As recently as April 24, reports surfaced claiming Allman was in hospice, although Lehman denied those reports, which Allman then substantiated in a Facebook post. However, he had suffered a number of ailments in recent years — including an irregular heartbeat, a respiratory infection, a hernia and a liver transplant — and cancelled many scheduled tour dates in recent months for health reasons. Lehman said that Allman’s liver cancer recurred around five years ago, but the singer chose to keep the news private.
Allman completed a solo album, “Southern Blood,” that is set for release late this year. Lehman said they received some final mixes for the album on Friday, and Allman listened to them the night before his death. He added that Allman passed away with his family nearby, and was “at peace.”
For his work with the Allman Brothers, the legendary band he cofounded with his late brother Duane, and as a solo artist, Allman is one of the leading lights of Southern Rock. While the group’s greatest work was done before and shortly after Duane’s death in 1971, they stayed together, off and on, over 45 years and remain a singular influence on Southern rock and jam-band musicians. They were a top-drawing touring outfit until October 2014, when the group finally closed the book on their career with a series of dates at their longtime favorite venue, New York’s Beacon Theatre.
Allman’s solo career always played second to that of the band, but he enjoyed solo success with 1973’s “Laid Back” and 1987’s “I’m No Angel,” both of which were certified gold. In 2011 he released an unexpectedly strong album entitled “Low Country Blues” that was produced by T Bone Burnett (Alison Krauss/Robert Plant, Los Lobos, Elvis Costello, “O Brother Where Art Thou?”), who, along with instrumentalists like pianist Dr. John and guitarist Doyle Bramhall II, brought Allman back to his gutsy roots with stellar results.
With his older sibling, guitarist Duane Allman, the singer-keyboardist-guitarist-songwriter led one of the most popular concert attractions of the rock ballroom era; the group’s 1971 set “At Fillmore East,” recorded at Bill Graham’s New York hall, was a commercial breakthrough that showed off the band’s prodigious songcraft and instrumental strengths.

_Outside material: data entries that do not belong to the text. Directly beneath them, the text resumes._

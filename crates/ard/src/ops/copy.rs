//! Deep copies
//!
//! Every copy gets fresh containers. Scalars are cloned. Host leaves are
//! shared, which is fine because they are immutable.

use std::borrow::Borrow;

use tracing::trace;

use crate::core::{List, Map, Path, StringMap, Value};
use crate::error::ArdResult;
use crate::reflect::Reflector;

/// Map variant policy for a copy
#[derive(Debug, Clone, Copy, PartialEq, Eq)]
enum MapMode {
    Keep,
    StringMapsToMaps,
    MapsToStringMaps,
}

/// Deep copy keeping both map variants as they are
///
/// Host values are passed through untouched; use [`valid_copy`] to
/// guarantee pure ARD.
pub fn copy(value: &Value) -> Value {
    copy_with(value, MapMode::Keep)
}

/// Deep copy turning every string map into a map
pub fn copy_string_maps_to_maps(value: &Value) -> Value {
    copy_with(value, MapMode::StringMapsToMaps)
}

/// Deep copy turning every map into a string map
///
/// Keys are stringified with [`Value::key_string`]. Keys that stringify
/// identically collide and the last one wins.
pub fn copy_maps_to_string_maps(value: &Value) -> Value {
    copy_with(value, MapMode::MapsToStringMaps)
}

fn copy_with(value: &Value, mode: MapMode) -> Value {
    match value {
        Value::List(list) => Value::List(list.iter().map(|v| copy_with(v, mode)).collect()),
        Value::Map(map) => match mode {
            MapMode::MapsToStringMaps => {
                Value::StringMap(stringify_keys(map.iter().map(|(k, v)| (k, copy_with(v, mode)))))
            }
            _ => Value::Map(
                map.iter()
                    .map(|(k, v)| (copy_with(k, mode), copy_with(v, mode)))
                    .collect(),
            ),
        },
        Value::StringMap(map) => match mode {
            MapMode::StringMapsToMaps => Value::Map(
                map.iter()
                    .map(|(k, v)| (Value::String(k.clone()), copy_with(v, mode)))
                    .collect(),
            ),
            _ => Value::StringMap(
                map.iter()
                    .map(|(k, v)| (k.clone(), copy_with(v, mode)))
                    .collect(),
            ),
        },
        scalar => scalar.clone(),
    }
}

/// Deep copy that guarantees a pure ARD result
///
/// Host values are unpacked through the reflector.
///
/// # Errors
///
/// Returns the reflector's error, attributed to the host value's path, when
/// a host value cannot be unpacked.
pub fn valid_copy(value: &Value, reflector: &Reflector) -> ArdResult<Value> {
    valid_copy_with(value, reflector, MapMode::Keep, &Path::new())
}

/// [`valid_copy`] that also turns every string map into a map
pub fn valid_copy_string_maps_to_maps(value: &Value, reflector: &Reflector) -> ArdResult<Value> {
    valid_copy_with(value, reflector, MapMode::StringMapsToMaps, &Path::new())
}

/// [`valid_copy`] that also turns every map into a string map
pub fn valid_copy_maps_to_string_maps(value: &Value, reflector: &Reflector) -> ArdResult<Value> {
    valid_copy_with(value, reflector, MapMode::MapsToStringMaps, &Path::new())
}

fn valid_copy_with(
    value: &Value,
    reflector: &Reflector,
    mode: MapMode,
    path: &Path,
) -> ArdResult<Value> {
    match value {
        Value::List(list) => {
            let mut out = List::with_capacity(list.len());
            for (index, element) in list.iter().enumerate() {
                out.push(valid_copy_with(element, reflector, mode, &path.append_list(index))?);
            }
            Ok(Value::List(out))
        }
        Value::Map(map) => {
            let mut entries = Vec::with_capacity(map.len());
            for (key, element) in map {
                let key_path = path.append_map(key.key_string());
                entries.push((
                    valid_copy_with(key, reflector, mode, &key_path)?,
                    valid_copy_with(element, reflector, mode, &key_path)?,
                ));
            }
            Ok(match mode {
                MapMode::MapsToStringMaps => {
                    Value::StringMap(stringify_keys(entries))
                }
                _ => Value::Map(entries.into_iter().collect::<Map>()),
            })
        }
        Value::StringMap(map) => {
            let mut out = StringMap::with_capacity(map.len());
            for (key, element) in map {
                out.insert(
                    key.clone(),
                    valid_copy_with(element, reflector, mode, &path.append_map(key.as_str()))?,
                );
            }
            Ok(match mode {
                MapMode::StringMapsToMaps => Value::Map(
                    out.into_iter()
                        .map(|(k, v)| (Value::String(k), v))
                        .collect(),
                ),
                _ => Value::StringMap(out),
            })
        }
        Value::Host(host) => {
            let unpacked = host
                .unpack(reflector, mode == MapMode::MapsToStringMaps)
                .map_err(|e| e.at(path))?;
            match mode {
                MapMode::StringMapsToMaps => Ok(copy_string_maps_to_maps(&unpacked)),
                _ => Ok(unpacked),
            }
        }
        scalar => Ok(scalar.clone()),
    }
}

/// Collect entries into a string map, stringifying keys
pub(crate) fn stringify_keys<K, I>(entries: I) -> StringMap
where
    K: Borrow<Value>,
    I: IntoIterator<Item = (K, Value)>,
{
    let mut out = StringMap::new();
    for (key, value) in entries {
        let key = key.borrow().key_string().into_owned();
        if out.contains_key(&key) {
            trace!(key = %key, "map keys collide after stringification; last one wins");
        }
        out.insert(key, value);
    }
    out
}

#[cfg(test)]
mod tests {
    use super::*;
    use pretty_assertions::assert_eq;
    use serde::Serialize;

    fn sample() -> Value {
        let mut inner = StringMap::new();
        inner.insert("b".to_owned(), Value::List(vec![Value::integer(1)]));

        let mut map = Map::new();
        map.insert(Value::integer(1), Value::StringMap(inner));
        map.insert(Value::string("s"), Value::bytes(vec![1, 2]));
        Value::Map(map)
    }

    #[test]
    fn test_copy_is_equal_and_independent() {
        let original = sample();
        let mut copied = copy(&original);
        assert_eq!(copied, original);

        if let Value::Map(map) = &mut copied {
            map.insert(Value::string("new"), Value::Null);
        }
        assert_ne!(copied, original);
        assert_eq!(original.len(), Some(2));
    }

    #[test]
    fn test_copy_string_maps_to_maps() {
        let copied = copy_string_maps_to_maps(&sample());
        let inner = copied.get(&Value::integer(1)).unwrap();
        assert!(matches!(inner, Value::Map(_)));
        assert_eq!(inner.get_key("b"), Some(&Value::List(vec![Value::integer(1)])));
    }

    #[test]
    fn test_copy_maps_to_string_maps() {
        let copied = copy_maps_to_string_maps(&sample());
        let Value::StringMap(map) = &copied else {
            panic!("expected string map, got {copied:?}");
        };
        assert!(map.contains_key("1"));
        assert!(map.contains_key("s"));
    }

    #[test]
    fn test_key_collision_last_wins() {
        let mut map = Map::new();
        map.insert(Value::integer(1), Value::string("int"));
        map.insert(Value::unsigned_integer(1), Value::string("uint"));

        let copied = copy_maps_to_string_maps(&Value::Map(map));
        assert_eq!(copied.len(), Some(1));
        assert_eq!(copied.get_key("1"), Some(&Value::string("uint")));
    }

    #[derive(Serialize)]
    struct Endpoint {
        host: String,
        port: u16,
    }

    #[test]
    fn test_valid_copy_reflects_host_values() {
        let mut map = StringMap::new();
        map.insert(
            "endpoint".to_owned(),
            Value::host(Endpoint {
                host: "localhost".to_owned(),
                port: 8080,
            }),
        );

        let copied = valid_copy(&Value::StringMap(map), &Reflector::default()).unwrap();
        let endpoint = copied.get_key("endpoint").unwrap();
        assert!(matches!(endpoint, Value::Map(_)));
        assert_eq!(endpoint.get_key("port"), Some(&Value::UnsignedInteger(8080)));
    }

    #[test]
    fn test_valid_copy_maps_to_string_maps_reflects_to_string_maps() {
        let value = Value::List(vec![Value::host(Endpoint {
            host: "h".to_owned(),
            port: 1,
        })]);

        let copied = valid_copy_maps_to_string_maps(&value, &Reflector::default()).unwrap();
        let endpoint = &copied.as_list().unwrap()[0];
        assert!(matches!(endpoint, Value::StringMap(_)));
    }

    #[test]
    fn test_copy_passes_host_through() {
        let host = Value::host(1u128);
        assert_eq!(copy(&host), host);
    }
}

After Duane Allman’s death in a motorcycle accident weeks after the live album’s release, his younger brother led the band through four more stormy decades of playing and recording. The Allman Brothers Band’s latter-day history proved tumultuous, with other fatalities, disbandings, regroupings and very public battles with drugs and alcohol on the part of its surviving namesake.